- _REQUIRED WORK_
For the listing below, give the number of lines that contain the word "Some" and no other text.

- _EXTRACTED INFORMATION_

====

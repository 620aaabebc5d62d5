//! Recording playback backend
//!
//! Every command is appended to a shared log so tests can assert on the exact
//! sequence the controller issued. Time and duration are set by the test.

use std::sync::Arc;

use parking_lot::Mutex;
use url::Url;

use crate::domains::player::session::{BackendFactory, MountToken, PlaybackBackend};
use crate::error::{PlayerError, Result};

#[derive(Debug, Clone, PartialEq)]
pub enum BackendCall {
    Load(String),
    Play,
    Pause,
    SeekTo(f64),
    SeekToFraction(f64),
    SetRate(f64),
    Teardown,
}

/// State shared between a factory and every backend it created.
#[derive(Debug, Default)]
pub struct BackendProbe {
    pub calls: Vec<(MountToken, BackendCall)>,
    pub mounts: Vec<MountToken>,
    pub current_time: f64,
    pub duration: f64,
    pub fail_next_load: Option<String>,
}

#[derive(Debug, Clone, Default)]
pub struct RecordingFactory {
    probe: Arc<Mutex<BackendProbe>>,
}

impl RecordingFactory {
    pub fn new() -> Self {
        Self::default()
    }

    pub fn probe(&self) -> Arc<Mutex<BackendProbe>> {
        Arc::clone(&self.probe)
    }

    /// All calls across mounts, oldest first.
    pub fn calls(&self) -> Vec<BackendCall> {
        self.probe
            .lock()
            .calls
            .iter()
            .map(|(_, call)| call.clone())
            .collect()
    }

    pub fn calls_for(&self, token: MountToken) -> Vec<BackendCall> {
        self.probe
            .lock()
            .calls
            .iter()
            .filter(|(t, _)| *t == token)
            .map(|(_, call)| call.clone())
            .collect()
    }

    pub fn clear_calls(&self) {
        self.probe.lock().calls.clear();
    }

    pub fn mounts(&self) -> usize {
        self.probe.lock().mounts.len()
    }

    pub fn last_mount(&self) -> Option<MountToken> {
        self.probe.lock().mounts.last().copied()
    }

    pub fn set_current_time(&self, seconds: f64) {
        self.probe.lock().current_time = seconds;
    }

    pub fn set_duration(&self, seconds: f64) {
        self.probe.lock().duration = seconds;
    }

    pub fn fail_next_load(&self, reason: impl Into<String>) {
        self.probe.lock().fail_next_load = Some(reason.into());
    }
}

impl BackendFactory for RecordingFactory {
    fn create(&mut self, token: MountToken) -> Box<dyn PlaybackBackend> {
        self.probe.lock().mounts.push(token);
        Box::new(RecordingBackend {
            token,
            probe: Arc::clone(&self.probe),
            torn_down: false,
        })
    }
}

#[derive(Debug)]
pub struct RecordingBackend {
    token: MountToken,
    probe: Arc<Mutex<BackendProbe>>,
    torn_down: bool,
}

impl RecordingBackend {
    fn record(&self, call: BackendCall) -> Result<()> {
        if self.torn_down {
            return Err(PlayerError::Backend(format!(
                "{} used after teardown",
                self.token
            )));
        }
        self.probe.lock().calls.push((self.token, call));
        Ok(())
    }
}

impl PlaybackBackend for RecordingBackend {
    fn load(&mut self, url: &Url) -> Result<()> {
        self.record(BackendCall::Load(url.to_string()))?;
        match self.probe.lock().fail_next_load.take() {
            Some(reason) => Err(PlayerError::Backend(reason)),
            None => Ok(()),
        }
    }

    fn play(&mut self) -> Result<()> {
        self.record(BackendCall::Play)
    }

    fn pause(&mut self) -> Result<()> {
        self.record(BackendCall::Pause)
    }

    fn seek_to(&mut self, seconds: f64) -> Result<()> {
        self.record(BackendCall::SeekTo(seconds))
    }

    fn seek_to_fraction(&mut self, fraction: f64) -> Result<()> {
        self.record(BackendCall::SeekToFraction(fraction))
    }

    fn set_rate(&mut self, rate: f64) -> Result<()> {
        self.record(BackendCall::SetRate(rate))
    }

    fn current_time(&self) -> f64 {
        self.probe.lock().current_time
    }

    fn duration(&self) -> f64 {
        self.probe.lock().duration
    }

    fn teardown(&mut self) {
        if !self.torn_down {
            self.probe.lock().calls.push((self.token, BackendCall::Teardown));
            self.torn_down = true;
        }
    }
}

====

- _THE COMPLETED TASK_
2